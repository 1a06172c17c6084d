//! Seeded synthetic light curves.
//!
//! Used by the test suites and the demo binaries to exercise the pipeline on
//! data with known answers: box-shaped transits (optionally with unequal
//! odd/even depths, as an eclipsing binary would show), sinusoidal stellar
//! variability and white noise.

use rand::SeedableRng;
use rand_chacha::ChaCha8Rng;
use rand_distr::{Distribution, Normal};

use crate::archive::{MemoryArchive, Sector};
use crate::config::TargetConfig;
use crate::lightcurve::{LightCurve, LightCurveError};

/// A periodic box-shaped dip.
#[derive(Clone, Debug, PartialEq)]
pub struct InjectedTransit {
    pub period: f64,
    /// Mid-transit time of transit 0, BTJD.
    pub epoch: f64,
    /// Fractional depth of even-numbered transits.
    pub depth: f64,
    pub duration: f64,
    /// Odd-numbered transits are `odd_depth_ratio × depth` deep.
    pub odd_depth_ratio: f64,
}

impl InjectedTransit {
    pub fn new(period: f64, epoch: f64, depth: f64, duration: f64) -> Self {
        Self {
            period,
            epoch,
            depth,
            duration,
            odd_depth_ratio: 1.0,
        }
    }

    /// Fractional flux deficit at time `t`.
    pub fn deficit(&self, t: f64) -> f64 {
        let cycles = (t - self.epoch) / self.period;
        let n = (cycles + 0.5).floor();
        let dt = (cycles - n) * self.period;
        if dt.abs() >= self.duration / 2.0 {
            return 0.0;
        }
        if (n as i64).rem_euclid(2) == 1 {
            self.depth * self.odd_depth_ratio
        } else {
            self.depth
        }
    }
}

/// Sinusoidal stellar variability.
#[derive(Clone, Debug, PartialEq)]
pub struct Variability {
    /// Fractional semi-amplitude.
    pub amplitude: f64,
    pub period: f64,
    pub phase: f64,
}

impl Variability {
    pub fn at(&self, t: f64) -> f64 {
        self.amplitude * (std::f64::consts::TAU * t / self.period + self.phase).sin()
    }
}

/// Recipe for a synthetic light curve.
#[derive(Clone, Debug)]
pub struct SyntheticLightCurve {
    pub target: String,
    /// First timestamp, BTJD.
    pub start: f64,
    pub baseline_days: f64,
    pub cadence_minutes: f64,
    /// White noise standard deviation in ppm.
    pub noise_ppm: f64,
    pub transits: Vec<InjectedTransit>,
    pub variability: Option<Variability>,
    /// Median flux level before normalisation.
    pub flux_level: f64,
    /// Length of one sector when splitting into [`Sector`]s.
    pub sector_days: f64,
    pub first_sector: u32,
    pub seed: u64,
}

impl Default for SyntheticLightCurve {
    fn default() -> Self {
        Self {
            target: "TIC 0".to_string(),
            start: 1325.0,
            baseline_days: 27.0,
            cadence_minutes: 2.0,
            noise_ppm: 500.0,
            transits: Vec::new(),
            variability: None,
            flux_level: 1.0,
            sector_days: 27.4,
            first_sector: 1,
            seed: 0,
        }
    }
}

impl SyntheticLightCurve {
    /// Sample timestamps.
    pub fn times(&self) -> Vec<f64> {
        let dt = self.cadence_minutes / 1440.0;
        let n = (self.baseline_days / dt).floor() as usize + 1;
        (0..n).map(|i| self.start + i as f64 * dt).collect()
    }

    /// Noise-free model flux relative to `flux_level`.
    pub fn model(&self, t: f64) -> f64 {
        let dip: f64 = self.transits.iter().map(|tr| tr.deficit(t)).sum();
        let var = self.variability.as_ref().map_or(0.0, |v| v.at(t));
        (1.0 - dip) * (1.0 + var)
    }

    fn columns(&self) -> (Vec<f64>, Vec<f64>, Vec<f64>) {
        let mut rng = ChaCha8Rng::seed_from_u64(self.seed);
        let sigma = self.noise_ppm * 1e-6;
        let time = self.times();
        let flux: Vec<f64> = match Normal::new(0.0, sigma) {
            Ok(noise) if sigma > 0.0 => time
                .iter()
                .map(|&t| self.flux_level * (self.model(t) + noise.sample(&mut rng)))
                .collect(),
            _ => time.iter().map(|&t| self.flux_level * self.model(t)).collect(),
        };
        let err_value = if sigma > 0.0 { sigma * self.flux_level } else { 1e-6 * self.flux_level };
        let flux_err = vec![err_value; time.len()];
        (time, flux, flux_err)
    }

    /// Generate the light curve.
    pub fn build(&self) -> Result<LightCurve, LightCurveError> {
        let (time, flux, flux_err) = self.columns();
        LightCurve::from_vecs(self.target.clone(), time, flux, flux_err)
    }

    /// Generate the same samples split into consecutive sectors.
    pub fn sectors(&self) -> Vec<Sector> {
        let (time, flux, flux_err) = self.columns();
        let mut sectors: Vec<Sector> = Vec::new();
        for i in 0..time.len() {
            let idx = ((time[i] - self.start) / self.sector_days).floor() as u32;
            let number = self.first_sector + idx;
            if sectors.last().map(|s| s.sector) != Some(number) {
                sectors.push(Sector {
                    sector: number,
                    ..Sector::default()
                });
            }
            if let Some(s) = sectors.last_mut() {
                s.time.push(time[i]);
                s.flux.push(flux[i]);
                s.flux_err.push(flux_err[i]);
                s.quality.push(0);
            }
        }
        sectors
    }
}

/// Depth injected for known planets whose preset carries no literature
/// depth.
const DEMO_DEFAULT_DEPTH_PPM: f64 = 1000.0;

/// An in-memory archive holding two synthetic sectors for `cfg.target`,
/// with every known planet of the preset injected.
pub fn demo_archive(cfg: &TargetConfig, seed: u64) -> MemoryArchive {
    let transits = cfg
        .known_planets
        .iter()
        .map(|p| {
            let depth_ppm = if p.depth_ppm > 0.0 { p.depth_ppm } else { DEMO_DEFAULT_DEPTH_PPM };
            InjectedTransit::new(
                p.period,
                p.epoch_btjd(),
                depth_ppm * 1e-6,
                (0.05 * p.period).clamp(0.04, 0.15),
            )
        })
        .collect();
    let recipe = SyntheticLightCurve {
        target: cfg.target.clone(),
        baseline_days: 54.0,
        cadence_minutes: 10.0,
        noise_ppm: 300.0,
        transits,
        variability: Some(Variability {
            amplitude: 0.002,
            period: 9.3,
            phase: 0.0,
        }),
        flux_level: 5000.0,
        first_sector: 12,
        seed,
        ..SyntheticLightCurve::default()
    };
    let mut archive = MemoryArchive::new();
    archive.insert(&cfg.target, recipe.sectors());
    archive
}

• **ASSIGNMENT**
Copy out, from the material above, each line where the word "Fractional" is present.

• **RESULT OF THIS TASK**
    /// Fractional depth of even-numbered transits.
    /// Fractional flux deficit at time `t`.
    /// Fractional semi-amplitude.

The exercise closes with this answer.